Exactly as they appear below, repeat the lines from the one with "use std::time::Duration;" through the one with "fn is_expired(&self, day: DayNumber, today: DayNumber)", and no others.

--- Data provided ---

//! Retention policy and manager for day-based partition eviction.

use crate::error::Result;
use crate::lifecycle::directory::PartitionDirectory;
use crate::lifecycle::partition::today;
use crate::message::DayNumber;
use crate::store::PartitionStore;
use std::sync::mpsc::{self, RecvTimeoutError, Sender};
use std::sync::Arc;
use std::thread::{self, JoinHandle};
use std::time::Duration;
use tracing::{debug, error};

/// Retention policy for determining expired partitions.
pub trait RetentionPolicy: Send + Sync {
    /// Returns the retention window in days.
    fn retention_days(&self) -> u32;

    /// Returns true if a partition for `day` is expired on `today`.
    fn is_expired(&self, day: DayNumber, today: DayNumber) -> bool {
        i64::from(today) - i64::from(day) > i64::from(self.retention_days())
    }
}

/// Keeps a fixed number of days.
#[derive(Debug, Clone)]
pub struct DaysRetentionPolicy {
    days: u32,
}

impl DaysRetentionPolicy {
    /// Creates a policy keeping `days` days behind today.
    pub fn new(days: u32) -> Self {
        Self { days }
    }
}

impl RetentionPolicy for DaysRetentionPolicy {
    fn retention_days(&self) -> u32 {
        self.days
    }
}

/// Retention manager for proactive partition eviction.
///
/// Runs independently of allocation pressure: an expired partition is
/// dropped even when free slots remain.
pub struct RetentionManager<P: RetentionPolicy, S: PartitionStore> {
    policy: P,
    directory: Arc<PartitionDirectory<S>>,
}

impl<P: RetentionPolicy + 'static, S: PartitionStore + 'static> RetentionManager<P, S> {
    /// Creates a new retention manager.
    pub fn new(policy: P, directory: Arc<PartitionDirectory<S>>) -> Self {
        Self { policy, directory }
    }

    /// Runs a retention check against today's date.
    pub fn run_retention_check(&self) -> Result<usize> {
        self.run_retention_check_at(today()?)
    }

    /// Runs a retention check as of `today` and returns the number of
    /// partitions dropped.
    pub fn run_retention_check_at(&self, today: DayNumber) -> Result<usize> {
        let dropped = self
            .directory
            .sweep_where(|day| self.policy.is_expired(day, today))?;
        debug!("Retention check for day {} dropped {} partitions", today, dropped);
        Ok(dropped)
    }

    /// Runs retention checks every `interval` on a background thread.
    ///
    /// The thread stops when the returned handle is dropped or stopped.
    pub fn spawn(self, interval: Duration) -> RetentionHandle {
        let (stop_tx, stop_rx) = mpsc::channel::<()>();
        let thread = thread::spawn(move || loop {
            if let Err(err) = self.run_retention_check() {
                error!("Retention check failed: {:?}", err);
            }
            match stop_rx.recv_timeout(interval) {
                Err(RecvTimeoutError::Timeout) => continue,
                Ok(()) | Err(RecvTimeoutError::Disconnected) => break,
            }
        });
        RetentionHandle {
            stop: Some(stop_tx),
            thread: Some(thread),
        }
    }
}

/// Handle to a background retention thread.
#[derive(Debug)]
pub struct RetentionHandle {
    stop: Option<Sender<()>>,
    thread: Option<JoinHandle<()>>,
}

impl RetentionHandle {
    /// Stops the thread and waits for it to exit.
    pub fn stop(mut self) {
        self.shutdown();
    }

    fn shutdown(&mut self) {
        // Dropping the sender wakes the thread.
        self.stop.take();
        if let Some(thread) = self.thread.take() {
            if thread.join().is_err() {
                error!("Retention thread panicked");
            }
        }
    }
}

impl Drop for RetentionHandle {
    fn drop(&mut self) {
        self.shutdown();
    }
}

---

Response
use std::time::Duration;
use tracing::{debug, error};

/// Retention policy for determining expired partitions.
pub trait RetentionPolicy: Send + Sync {
    /// Returns the retention window in days.
    fn retention_days(&self) -> u32;

    /// Returns true if a partition for `day` is expired on `today`.
    fn is_expired(&self, day: DayNumber, today: DayNumber) -> bool {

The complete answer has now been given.